The Herbert Pratts seem to have suffered from a severe case of residential ADHD. They built this iteration of The Braes, only to tear it down and start anew 12 or so years later. In Brooklyn, they built a large townhouse along about 1906, and abandoned it in 1914 for an apartment at 640 Park Avenue in Manhattan. A year later, they left that to move to a full floor at 907 Fifth Avenue (half of which is currently owned by the Huguette Clark estate). Less than 10 years later, they decamped for a townhouse at 1027 Fifth Avenue. after Mrs. Pratt's death, Herbert Pratt would move first to 4 East 66th Street and finally to 834 Fifth Avenue. Along the way, the Pratts also acquired Frederick Vanderbilt's Japanese-esque Adirondack camp, as well as a shooting plantation in Georgia.

Stated here as one man's opinion: I actually prefer this first iteration of The Braes. I find the second version too tall, too inhuman in scale and almost municipal in appearance. It looks exactly appropriate for the school it became. I have stood on the massive terraces in front of the current house, trying to imagine what the place looked like when they were fully landscaped. It's hard to imagine that it ever looked anything but overly massive.

The Ancient said...

Maybe one of the Pratt descendants has a shoebox of old pictures of the first house. It would be great to see it with people on the lawn, or with the sea in view.


A couple links --


http://www.passportland.com/images/pratt-herbert/pratt-herbert.html

http://www.passportland.com/images/pratt-florence/pratt-florence.html

(Brief bios of Herbert and Florence, with genealogical info and page by page photos of their passports.)
__________

http://www.youtube.com/watch?v=wRJsmyQ29-0

(Clara Butt sings "Ye Banks and Braes." Notice above that Florence is the one with the more immediate Scottish ancestor.)

magnus said...

Ancient- Many years ago, a niece of Florence Gibb Pratt sent me a studio portrait of Mrs. Pratt. When the Passortland photo in your link was published, I was rather suprised to see that Mrs. Pratt had used that same studio portrait for her passport picture. It put me in mind of my current passport photo which looks like a mugshot following a DWI arrest.
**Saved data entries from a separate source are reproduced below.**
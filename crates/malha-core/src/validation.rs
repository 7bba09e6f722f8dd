//! # Validation Module
//!
//! Input validation for cart edits and the checkout form.
//!
//! ## Validation Strategy
//! ```text
//! ┌─────────────────────────────────────────────────────────────────────────┐
//! │                      Validation Layers                                  │
//! │                                                                         │
//! │  Layer 1: Web frontend                                                 │
//! │  ├── required inputs, maxLength on CEP/state                           │
//! │  └── Immediate user feedback                                           │
//! │           │                                                             │
//! │           ▼                                                             │
//! │  Layer 2: Storefront (Rust)                                            │
//! │  ├── Type validation (deserialization)                                 │
//! │  └── THIS MODULE: checkout and cart rules                              │
//! │           │                                                             │
//! │           ▼                                                             │
//! │  Layer 3: Hosted store                                                 │
//! │  └── Column constraints                                                │
//! └─────────────────────────────────────────────────────────────────────────┘
//! ```
//!
//! The pricing engine is deliberately NOT behind these checks: it prices
//! whatever it is given.
//!
//! ## Usage
//! ```rust
//! use malha_core::validation::{normalize_cep, validate_quantity};
//!
//! assert_eq!(normalize_cep("01310-100").unwrap(), "01310100");
//! assert!(validate_quantity(0).is_err());
//! ```

use crate::error::ValidationError;
use crate::types::PaymentMethod;
use crate::MAX_ITEM_QUANTITY;

/// Result type for validation operations.
pub type ValidationResult<T> = Result<T, ValidationError>;

/// Digits in a Brazilian postal code.
pub const CEP_DIGITS: usize = 8;

// =============================================================================
// String Validators
// =============================================================================

/// Rejects blank values and returns the trimmed text.
pub fn validate_required(field: &str, value: &str) -> ValidationResult<String> {
    let value = value.trim();
    if value.is_empty() {
        return Err(ValidationError::Required {
            field: field.to_string(),
        });
    }
    Ok(value.to_string())
}

/// Validates the shape of an e-mail address (`local@domain.tld`).
///
/// ```rust
/// use malha_core::validation::validate_email;
///
/// assert!(validate_email("torcedor@malha.pro").is_ok());
/// assert!(validate_email("torcedor@").is_err());
/// assert!(validate_email("").is_err());
/// ```
pub fn validate_email(email: &str) -> ValidationResult<String> {
    let email = validate_required("email", email)?;

    let invalid = || ValidationError::InvalidFormat {
        field: "email".to_string(),
        reason: "must look like name@domain".to_string(),
    };

    let (local, domain) = email.split_once('@').ok_or_else(invalid)?;
    if local.is_empty()
        || domain.contains('@')
        || email.contains(char::is_whitespace)
        || !domain.contains('.')
        || domain.starts_with('.')
        || domain.ends_with('.')
    {
        return Err(invalid());
    }

    Ok(email)
}

/// Strips punctuation from a CEP and requires exactly 8 digits.
///
/// ```rust
/// use malha_core::validation::normalize_cep;
///
/// assert_eq!(normalize_cep("20271-130").unwrap(), "20271130");
/// assert_eq!(normalize_cep(" 20271130 ").unwrap(), "20271130");
/// assert!(normalize_cep("2027-113").is_err());
/// ```
pub fn normalize_cep(cep: &str) -> ValidationResult<String> {
    let digits: String = cep.chars().filter(char::is_ascii_digit).collect();

    if digits.is_empty() {
        return Err(ValidationError::Required {
            field: "cep".to_string(),
        });
    }

    if digits.len() != CEP_DIGITS {
        return Err(ValidationError::InvalidFormat {
            field: "cep".to_string(),
            reason: format!("must have {} digits", CEP_DIGITS),
        });
    }

    Ok(digits)
}

/// Renders bare CEP digits as `12345-678`; anything else is returned unchanged.
pub fn format_cep(cep: &str) -> String {
    if cep.len() == CEP_DIGITS && cep.chars().all(|c| c.is_ascii_digit()) {
        format!("{}-{}", &cep[..5], &cep[5..])
    } else {
        cep.to_string()
    }
}

/// Validates a two-letter state code (UF) and returns it uppercased.
pub fn validate_state(state: &str) -> ValidationResult<String> {
    let state = validate_required("state", state)?;

    if state.len() != 2 || !state.chars().all(|c| c.is_ascii_alphabetic()) {
        return Err(ValidationError::InvalidFormat {
            field: "state".to_string(),
            reason: "must be a two-letter code".to_string(),
        });
    }

    Ok(state.to_ascii_uppercase())
}

/// Validates a catalog search query.
///
/// Empty is allowed (lists everything); at most 100 characters.
pub fn validate_search_query(query: &str) -> ValidationResult<String> {
    let query = query.trim();

    if query.chars().count() > 100 {
        return Err(ValidationError::TooLong {
            field: "query".to_string(),
            max: 100,
        });
    }

    Ok(query.to_string())
}

/// Validates a user id handed out by the auth provider (UUID).
pub fn validate_user_id(id: &str) -> ValidationResult<()> {
    validate_required("user_id", id)?;

    uuid::Uuid::parse_str(id.trim()).map_err(|_| ValidationError::InvalidFormat {
        field: "user_id".to_string(),
        reason: "must be a valid UUID".to_string(),
    })?;

    Ok(())
}

// =============================================================================
// Numeric Validators
// =============================================================================

/// Validates a line quantity.
///
/// ## Rules
/// - Must be positive (> 0)
/// - Must not exceed `MAX_ITEM_QUANTITY`
pub fn validate_quantity(qty: i64) -> ValidationResult<()> {
    if qty <= 0 {
        return Err(ValidationError::MustBePositive {
            field: "quantity".to_string(),
        });
    }

    if qty > MAX_ITEM_QUANTITY {
        return Err(ValidationError::OutOfRange {
            field: "quantity".to_string(),
            min: 1,
            max: MAX_ITEM_QUANTITY,
        });
    }

    Ok(())
}

/// Validates a price in centavos. Zero is allowed.
///
/// ```rust
/// use malha_core::validation::validate_price_cents;
///
/// assert!(validate_price_cents(5997).is_ok());
/// assert!(validate_price_cents(0).is_ok());
/// assert!(validate_price_cents(-100).is_err());
/// ```
pub fn validate_price_cents(cents: i64) -> ValidationResult<()> {
    if cents < 0 {
        return Err(ValidationError::OutOfRange {
            field: "price".to_string(),
            min: 0,
            max: i64::MAX,
        });
    }

    Ok(())
}

// =============================================================================
// Checkout Validators
// =============================================================================

/// Only methods the storefront can currently settle are accepted.
pub fn validate_payment_method(method: PaymentMethod) -> ValidationResult<()> {
    if !method.is_available() {
        return Err(ValidationError::NotAllowed {
            field: "payment_method".to_string(),
            allowed: vec!["pix".to_string()],
        });
    }
    Ok(())
}

// =============================================================================
// Unit Tests
// =============================================================================

#[cfg(test)]
mod tests {
    use super::*;

    #[test]
    fn test_validate_required() {
        assert_eq!(validate_required("name", "  Ana  ").unwrap(), "Ana");
        assert!(validate_required("name", "   ").is_err());
    }

    #[test]
    fn test_validate_email() {
        assert!(validate_email("ana@example.com").is_ok());
        assert!(validate_email("ana.silva+loja@mail.com.br").is_ok());

        assert!(validate_email("ana").is_err());
        assert!(validate_email("@example.com").is_err());
        assert!(validate_email("ana@example").is_err());
        assert!(validate_email("ana@@example.com").is_err());
        assert!(validate_email("ana silva@example.com").is_err());
        assert!(validate_email("ana@.com").is_err());
    }

    #[test]
    fn test_normalize_cep() {
        assert_eq!(normalize_cep("01310-100").unwrap(), "01310100");
        assert_eq!(normalize_cep("01.310-100").unwrap(), "01310100");

        assert!(matches!(
            normalize_cep(""),
            Err(ValidationError::Required { .. })
        ));
        assert!(matches!(
            normalize_cep("0131010"),
            Err(ValidationError::InvalidFormat { .. })
        ));
        assert!(normalize_cep("013101000").is_err());
    }

    #[test]
    fn test_format_cep() {
        assert_eq!(format_cep("01310100"), "01310-100");
        assert_eq!(format_cep("0131"), "0131");
    }

    #[test]
    fn test_validate_state() {
        assert_eq!(validate_state("rj").unwrap(), "RJ");
        assert!(validate_state("RJX").is_err());
        assert!(validate_state("R1").is_err());
        assert!(validate_state("").is_err());
    }

    #[test]
    fn test_validate_search_query() {
        assert_eq!(validate_search_query("  flamengo ").unwrap(), "flamengo");
        assert_eq!(validate_search_query("").unwrap(), "");
        assert!(validate_search_query(&"a".repeat(101)).is_err());
    }

    #[test]
    fn test_validate_user_id() {
        assert!(validate_user_id("550e8400-e29b-41d4-a716-446655440000").is_ok());
        assert!(validate_user_id("").is_err());
        assert!(validate_user_id("not-a-uuid").is_err());
    }

    #[test]
    fn test_validate_quantity() {
        assert!(validate_quantity(1).is_ok());
        assert!(validate_quantity(MAX_ITEM_QUANTITY).is_ok());

        assert!(validate_quantity(0).is_err());
        assert!(validate_quantity(-1).is_err());
        assert!(validate_quantity(MAX_ITEM_QUANTITY + 1).is_err());
    }

    #[test]
    fn test_validate_payment_method() {
        assert!(validate_payment_method(PaymentMethod::Pix).is_ok());
        assert!(validate_payment_method(PaymentMethod::CreditCard).is_err());
    }
}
I have contacted several Pratt descendants as well as Charles Pratt and Co. which manages money for many of the Pratt descendants hoping to locate that shoebox. Alas, no luck so far.

archibuff said...

Much prefer the architecture of the current Braes although the first home had its appeal too. Here the site, with its fantastic views was just too valuable and spectacular to move from so they just built alittle bit bigger.
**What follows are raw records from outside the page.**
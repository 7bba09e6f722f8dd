//! # malha-core: Pure Business Logic for the Malha Storefront
//!
//! This crate is the **heart** of the storefront. It contains the cart
//! pricing engine and every business rule as pure functions with zero I/O.
//!
//! ## Architecture Position
//! ```text
//! ┌─────────────────────────────────────────────────────────────────────────┐
//! │                      Malha Storefront Architecture                      │
//! │                                                                         │
//! │  ┌─────────────────────────────────────────────────────────────────┐   │
//! │  │                    Web frontend                                 │   │
//! │  │    Catalog ──► Size picker ──► Cart ──► Checkout ──► My orders  │   │
//! │  └─────────────────────────────┬───────────────────────────────────┘   │
//! │                                │                                        │
//! │  ┌─────────────────────────────▼───────────────────────────────────┐   │
//! │  │                    apps/storefront                              │   │
//! │  │    teams, quote, checkout                                       │   │
//! │  └──────────────┬──────────────────────────────┬───────────────────┘   │
//! │                 │                              │                        │
//! │  ┌──────────────▼──────────────────┐  ┌────────▼───────────────────┐   │
//! │  │  ★ malha-core (THIS CRATE) ★    │  │  malha-store               │   │
//! │  │                                 │  │  hosted backend boundary   │   │
//! │  │  money   pricing   cart         │  │  catalog, orders, CEP      │   │
//! │  │  types   checkout  validation   │  └────────────────────────────┘   │
//! │  │                                 │                                   │
//! │  │  NO I/O • NO NETWORK • PURE     │                                   │
//! │  └─────────────────────────────────┘                                   │
//! └─────────────────────────────────────────────────────────────────────────┘
//! ```
//!
//! ## Modules
//!
//! - [`pricing`] - The cart pricing and "Leve 3, Pague 2" bundle engine
//! - [`money`] - Money type in integer centavos
//! - [`cart`] - Cart lines keyed by (team, size)
//! - [`checkout`] - Minimum-quantity gate and order payload
//! - [`types`] - Catalog and order types
//! - [`validation`] - Form and cart input rules
//! - [`error`] - Domain error types
//!
//! ## Example Usage
//!
//! ```rust
//! use malha_core::{compute_totals, CartLine, Money};
//!
//! let lines = [CartLine::new(Money::from_cents(3000), 9)];
//! let totals = compute_totals(&lines);
//!
//! // Nine jerseys still earn exactly one free unit
//! assert_eq!(totals.number_of_free_items, 1);
//! assert_eq!(totals.total.cents(), 24000);
//! ```

// =============================================================================
// Module Declarations
// =============================================================================

pub mod cart;
pub mod checkout;
pub mod error;
pub mod money;
pub mod pricing;
pub mod types;
pub mod validation;

// =============================================================================
// Re-exports for Convenience
// =============================================================================

pub use cart::{Cart, CartItem};
pub use checkout::{build_order_draft, CheckoutForm, CheckoutPolicy};
pub use error::{CoreError, CoreResult, ValidationError};
pub use money::Money;
pub use pricing::{compute_totals, compute_totals_with, BundlePromotion, CartLine, PricingResult};
pub use types::*;

// =============================================================================
// Crate-Level Constants
// =============================================================================

/// Jerseys sell at 30% of list price (a flat 70% markdown), in basis points.
pub const LIST_PRICE_FACTOR_BPS: u32 = 3000;

/// Fewest units a cart must hold before checkout is allowed.
pub const MIN_ITEMS_FOR_CHECKOUT: i64 = 5;

/// Maximum distinct lines in a single cart.
pub const MAX_CART_ITEMS: usize = 100;

/// Maximum quantity on a single line.
///
/// Guards against a stuck "+" button or a typo like 1000 instead of 10.
pub const MAX_ITEM_QUANTITY: i64 = 999;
Also nothing wrong with moving every 3, 4, 5 years, plenty of people do it all the time when they get the itch to move once their home is absolutely perfect and finished, just to start all over again with a new property.

The Ancient said...

Magnus reminds me of an old article in the Times:

http://travel.nytimes.com/2010/08/13/travel/13regis.html?pagewanted=all

Vanderbilt, whose camp was sold long ago to the Pratt family, which made its fortune from Standard Oil, was intrigued by Japanese style. He and his wife had just returned from the Far East, and Regis Mountain reminded them of Mount Fuji. From the water you can see their two-story summer house in the style of a pagoda, a dock with the traditional Irimoya roof form of Japanese temples and a blue-and-green boat house. The main house remains more hidden...
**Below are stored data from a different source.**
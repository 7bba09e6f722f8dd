//! `malha` binary.

use clap::Parser;
use tracing::info;

use malha_storefront::cli::{Cli, Command};
use malha_storefront::{commands, init_tracing, StorefrontConfig};

#[tokio::main]
async fn main() -> anyhow::Result<()> {
    init_tracing();

    let cli = Cli::parse();
    let config = StorefrontConfig::from_env()?;
    info!(store = %config.store_name, "Starting Malha storefront");

    let output = match &cli.command {
        Command::Teams(args) => commands::catalog::run(args, config).await?,
        Command::Leagues(args) => commands::catalog::run_leagues(args, config).await?,
        Command::Quote(args) => commands::quote::run(args, config).await?,
        Command::Checkout(args) => commands::order::run(args, config).await?,
        Command::Orders(args) => commands::order::run_history(args, config).await?,
    };
    println!("{}", output);

    Ok(())
}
The lake may be remote, but it is hardly antisocial... Fred Pratt once donned his tuxedo and water-skied to a formal dinner at Wild Air without damaging his outfit.

lil' gay boy said...

Have always preferred the old house to the new, considering the genre of weekend country house.

So much easier to picture the ladies of the house on those generous porches, white muslin dresses blowing in the generous breeze, croquet on the lawn, etc.

Cannot conjure the same picture anywhere on the grounds of its successor.

It is not beyond the realm of possibilities that such a house would be constructed today a la Robert Graves, for example; any ideas on the cost?

I am not now, nor have I ever been, a robot, although you couldn't prove it by my driver's license photo (well, maybe cadaver)...

The Ancient said...

I think this is my favorite of the Pratt houses. Beautiful (but without useless ornament), comfortably large (but not big for its own sake), magnificently sited, and -- best of all -- distinctively American.

To tear this down after just ten years and replace it with something distinctively foreign, gratuitously large, visually jarring, and at odds with the natural landscape was just a very expensive mistake.

magnus said...

And Ancient- 20 years after the enormous expenditure to build the second iteration of The Braes, it must have been apparent even to a man as rich as Herbert Pratt that he had built him self a proverbial white elephant.

I remember reading in one of Herbert Pratt's obituaries written at his death in February, 1945, that the The Braes had been a showplace in its heyday and the gardens famous. It was very definitely phrased in the past tense. I suspect that the War permitted or forced many families to face the facts of a very different future for these enormous, labor intensive properties and to undertake maintenance cutbacks that were not, in the case of the Pratts at least, purely financially dictated.

The Ancient said...

magnus --

I once tried to explain to a reporter why a house that had thirteen live-in servants before the was impossible to maintain afterwards. He had assumed it was all about money. But it wasn't that at all. After the war, men didn't want to work as servants any more and women had got used to working in stores and factories.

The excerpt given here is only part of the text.